Would you return every entry, exactly as it is written?
AVAILABLE DATA below:
//! Video identifier extraction from user-supplied URLs.

use std::fmt;
use std::sync::LazyLock;

use regex::Regex;

use crate::error::{CaptionError, Result};

static VIDEO_ID_REGEX: LazyLock<Regex> =
    LazyLock::new(|| Regex::new(r"(?:v=|/)([0-9A-Za-z_-]{11})").expect("valid video id regex"));

/// An 11-character YouTube video identifier.
#[derive(Debug, Clone, PartialEq, Eq, Hash)]
pub struct VideoId(String);

impl VideoId {
    #[must_use]
    pub fn as_str(&self) -> &str {
        &self.0
    }
}

impl fmt::Display for VideoId {
    fn fmt(&self, f: &mut fmt::Formatter<'_>) -> fmt::Result {
        f.write_str(&self.0)
    }
}

/// Extract the video identifier from a watch, short, or embed URL.
///
/// Takes the first run of 11 identifier characters that directly follows a
/// `v=` marker or a `/`. Anything else is a user input error.
pub fn resolve(url: &str) -> Result<VideoId> {
    VIDEO_ID_REGEX
        .captures(url)
        .and_then(|caps| caps.get(1))
        .map(|m| VideoId(m.as_str().to_string()))
        .ok_or_else(|| {
            CaptionError::input(format!(
                "no video identifier in '{url}'. Please check the URL and try again."
            ))
        })
}
use std::path::Path;

use anyhow::Result;
use tokio::io::{AsyncBufRead, Lines};

use capgrab::{Session, TrackSelector, session::DOWNLOAD_FILE_NAME};

use super::output::{print_tracks, save_artifact};
use super::{is_fatal, obtain_tracks, prompt, stdin_lines};

/// Interactive loop: URL, authorization when needed, selection, download.
///
/// Errors end the current round only; configuration errors end the session.
pub async fn cmd_run(session: &mut Session) -> Result<()> {
    let mut input = stdin_lines();
    println!("🎬 Enter a YouTube video URL to fetch its caption tracks (Ctrl-D to quit)");

    loop {
        let Some(url) = prompt(&mut input, "YouTube video URL").await? else {
            break;
        };
        if url.is_empty() {
            continue;
        }

        let tracks = match obtain_tracks(session, &url, &mut input).await {
            Ok(tracks) => tracks,
            Err(e) if is_fatal(&e) => return Err(e),
            Err(e) => {
                eprintln!("❌ {e}");
                continue;
            }
        };
        print_tracks(&tracks);

        if !choose_track(session, &mut input).await? {
            break;
        }

        let Some(target) = prompt(&mut input, &format!("Save as [{DOWNLOAD_FILE_NAME}]")).await?
        else {
            break;
        };
        match session.download().await {
            Ok(artifact) => {
                let target = (!target.is_empty()).then(|| Path::new(target.as_str()));
                if let Err(e) = save_artifact(&artifact, target) {
                    eprintln!("❌ {e:#}");
                }
            }
            Err(e) if e.is_fatal() => return Err(e.into()),
            Err(e) => eprintln!("❌ Error downloading caption: {e}"),
        }
    }

    println!("👋 Bye");
    Ok(())
}

/// Ask until the answer names one of the listed tracks.
///
/// Returns `false` when input ends first.
async fn choose_track<R: AsyncBufRead + Unpin>(
    session: &mut Session,
    input: &mut Lines<R>,
) -> Result<bool> {
    loop {
        let Some(choice) = prompt(input, "Select a caption track [1]").await? else {
            return Ok(false);
        };
        let selector = if choice.is_empty() {
            Ok(TrackSelector::Index(1))
        } else {
            choice.parse::<TrackSelector>()
        };
        match selector.and_then(|selector| session.select_track(&selector).map(|_| ())) {
            Ok(()) => return Ok(true),
            Err(e) => eprintln!("❌ {e}"),
        }
    }
}

#[cfg(test)]
mod tests {
    use std::sync::Arc;

    use async_trait::async_trait;
    use tokio::io::AsyncBufReadExt;

    use capgrab::oauth::TokenResponse;
    use capgrab::{
        AuthMode, CaptionContent, CaptionError, CaptionService, CaptionTrack, Credential,
        OAuthClientConfig, TokenExchanger, VideoId,
    };

    use super::*;

    struct TwoTracks;

    #[async_trait]
    impl CaptionService for TwoTracks {
        async fn list_tracks(
            &self,
            _video: &VideoId,
            _credential: &Credential,
        ) -> capgrab::Result<Vec<CaptionTrack>> {
            Ok(["capA", "capB"]
                .iter()
                .map(|id| CaptionTrack {
                    id: (*id).to_string(),
                    name: "English".into(),
                    language: "en".into(),
                    track_kind: None,
                })
                .collect())
        }

        async fn download_track(
            &self,
            track_id: &str,
            _credential: &Credential,
        ) -> capgrab::Result<CaptionContent> {
            Ok(CaptionContent {
                track_id: track_id.to_string(),
                srt: String::new(),
            })
        }
    }

    struct NoExchange;

    #[async_trait]
    impl TokenExchanger for NoExchange {
        async fn exchange_code(
            &self,
            _client: &OAuthClientConfig,
            _code: &str,
        ) -> capgrab::Result<TokenResponse> {
            Err(CaptionError::Exchange("unused".into()))
        }
    }

    async fn listed_session() -> Session {
        let mut session = Session::new(
            &AuthMode::ApiKey("k".into()),
            Arc::new(TwoTracks),
            Arc::new(NoExchange),
        )
        .unwrap();
        session.submit_url("https://youtu.be/dQw4w9WgXcQ").await.unwrap();
        session
    }

    #[tokio::test]
    async fn invalid_choice_asks_again_for_the_same_listing() {
        let mut session = listed_session().await;
        let mut input = (&b"9\nnope\n2\n"[..]).lines();

        assert!(choose_track(&mut session, &mut input).await.unwrap());
        assert_eq!(session.selected_track().unwrap().id, "capB");
        assert_eq!(session.tracks().len(), 2);
    }

    #[tokio::test]
    async fn empty_choice_picks_first_track() {
        let mut session = listed_session().await;
        let mut input = (&b"\n"[..]).lines();

        assert!(choose_track(&mut session, &mut input).await.unwrap());
        assert_eq!(session.selected_track().unwrap().id, "capA");
    }

    #[tokio::test]
    async fn end_of_input_stops_choosing() {
        let mut session = listed_session().await;
        let mut input = (&b"0\n"[..]).lines();

        assert!(!choose_track(&mut session, &mut input).await.unwrap());
        assert!(session.selected_track().is_none());
    }
}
End of AVAILABLE DATA.
• _TASK RESULT_:
//! Video identifier extraction from user-supplied URLs.

use std::fmt;
use std::sync::LazyLock;

use regex::Regex;

use crate::error::{CaptionError, Result};

static VIDEO_ID_REGEX: LazyLock<Regex> =
    LazyLock::new(|| Regex::new(r"(?:v=|/)([0-9A-Za-z_-]{11})").expect("valid video id regex"));

/// An 11-character YouTube video identifier.
#[derive(Debug, Clone, PartialEq, Eq, Hash)]
pub struct VideoId(String);

impl VideoId {
    #[must_use]
    pub fn as_str(&self) -> &str {
        &self.0
    }
}

impl fmt::Display for VideoId {
    fn fmt(&self, f: &mut fmt::Formatter<'_>) -> fmt::Result {
        f.write_str(&self.0)
    }
}

/// Extract the video identifier from a watch, short, or embed URL.
///
/// Takes the first run of 11 identifier characters that directly follows a
/// `v=` marker or a `/`. Anything else is a user input error.
pub fn resolve(url: &str) -> Result<VideoId> {
    VIDEO_ID_REGEX
        .captures(url)
        .and_then(|caps| caps.get(1))
        .map(|m| VideoId(m.as_str().to_string()))
        .ok_or_else(|| {
            CaptionError::input(format!(
                "no video identifier in '{url}'. Please check the URL and try again."
            ))
        })
}
use std::path::Path;

use anyhow::Result;
use tokio::io::{AsyncBufRead, Lines};

use capgrab::{Session, TrackSelector, session::DOWNLOAD_FILE_NAME};

use super::output::{print_tracks, save_artifact};
use super::{is_fatal, obtain_tracks, prompt, stdin_lines};

/// Interactive loop: URL, authorization when needed, selection, download.
///
/// Errors end the current round only; configuration errors end the session.
pub async fn cmd_run(session: &mut Session) -> Result<()> {
    let mut input = stdin_lines();
    println!("🎬 Enter a YouTube video URL to fetch its caption tracks (Ctrl-D to quit)");

    loop {
        let Some(url) = prompt(&mut input, "YouTube video URL").await? else {
            break;
        };
        if url.is_empty() {
            continue;
        }

        let tracks = match obtain_tracks(session, &url, &mut input).await {
            Ok(tracks) => tracks,
            Err(e) if is_fatal(&e) => return Err(e),
            Err(e) => {
                eprintln!("❌ {e}");
                continue;
            }
        };
        print_tracks(&tracks);

        if !choose_track(session, &mut input).await? {
            break;
        }

        let Some(target) = prompt(&mut input, &format!("Save as [{DOWNLOAD_FILE_NAME}]")).await?
        else {
            break;
        };
        match session.download().await {
            Ok(artifact) => {
                let target = (!target.is_empty()).then(|| Path::new(target.as_str()));
                if let Err(e) = save_artifact(&artifact, target) {
                    eprintln!("❌ {e:#}");
                }
            }
            Err(e) if e.is_fatal() => return Err(e.into()),
            Err(e) => eprintln!("❌ Error downloading caption: {e}"),
        }
    }

    println!("👋 Bye");
    Ok(())
}

/// Ask until the answer names one of the listed tracks.
///
/// Returns `false` when input ends first.
async fn choose_track<R: AsyncBufRead + Unpin>(
    session: &mut Session,
    input: &mut Lines<R>,
) -> Result<bool> {
    loop {
        let Some(choice) = prompt(input, "Select a caption track [1]").await? else {
            return Ok(false);
        };
        let selector = if choice.is_empty() {
            Ok(TrackSelector::Index(1))
        } else {
            choice.parse::<TrackSelector>()
        };
        match selector.and_then(|selector| session.select_track(&selector).map(|_| ())) {
            Ok(()) => return Ok(true),
            Err(e) => eprintln!("❌ {e}"),
        }
    }
}

#[cfg(test)]
mod tests {
    use std::sync::Arc;

    use async_trait::async_trait;
    use tokio::io::AsyncBufReadExt;

    use capgrab::oauth::TokenResponse;
    use capgrab::{
        AuthMode, CaptionContent, CaptionError, CaptionService, CaptionTrack, Credential,
        OAuthClientConfig, TokenExchanger, VideoId,
    };

    use super::*;

    struct TwoTracks;

    #[async_trait]
    impl CaptionService for TwoTracks {
        async fn list_tracks(
            &self,
            _video: &VideoId,
            _credential: &Credential,
        ) -> capgrab::Result<Vec<CaptionTrack>> {
            Ok(["capA", "capB"]
                .iter()
                .map(|id| CaptionTrack {
                    id: (*id).to_string(),
                    name: "English".into(),
                    language: "en".into(),
                    track_kind: None,
                })
                .collect())
        }

        async fn download_track(
            &self,
            track_id: &str,
            _credential: &Credential,
        ) -> capgrab::Result<CaptionContent> {
            Ok(CaptionContent {
                track_id: track_id.to_string(),
                srt: String::new(),
            })
        }
    }

    struct NoExchange;

    #[async_trait]
    impl TokenExchanger for NoExchange {
        async fn exchange_code(
            &self,
            _client: &OAuthClientConfig,
            _code: &str,
        ) -> capgrab::Result<TokenResponse> {
            Err(CaptionError::Exchange("unused".into()))
        }
    }

    async fn listed_session() -> Session {
        let mut session = Session::new(
            &AuthMode::ApiKey("k".into()),
            Arc::new(TwoTracks),
            Arc::new(NoExchange),
        )
        .unwrap();
        session.submit_url("https://youtu.be/dQw4w9WgXcQ").await.unwrap();
        session
    }

    #[tokio::test]
    async fn invalid_choice_asks_again_for_the_same_listing() {
        let mut session = listed_session().await;
        let mut input = (&b"9\nnope\n2\n"[..]).lines();

        assert!(choose_track(&mut session, &mut input).await.unwrap());
        assert_eq!(session.selected_track().unwrap().id, "capB");
        assert_eq!(session.tracks().len(), 2);
    }

    #[tokio::test]
    async fn empty_choice_picks_first_track() {
        let mut session = listed_session().await;
        let mut input = (&b"\n"[..]).lines();

        assert!(choose_track(&mut session, &mut input).await.unwrap());
        assert_eq!(session.selected_track().unwrap().id, "capA");
    }

    #[tokio::test]
    async fn end_of_input_stops_choosing() {
        let mut session = listed_session().await;
        let mut input = (&b"0\n"[..]).lines();

        assert!(!choose_track(&mut session, &mut input).await.unwrap());
        assert!(session.selected_track().is_none());
    }
}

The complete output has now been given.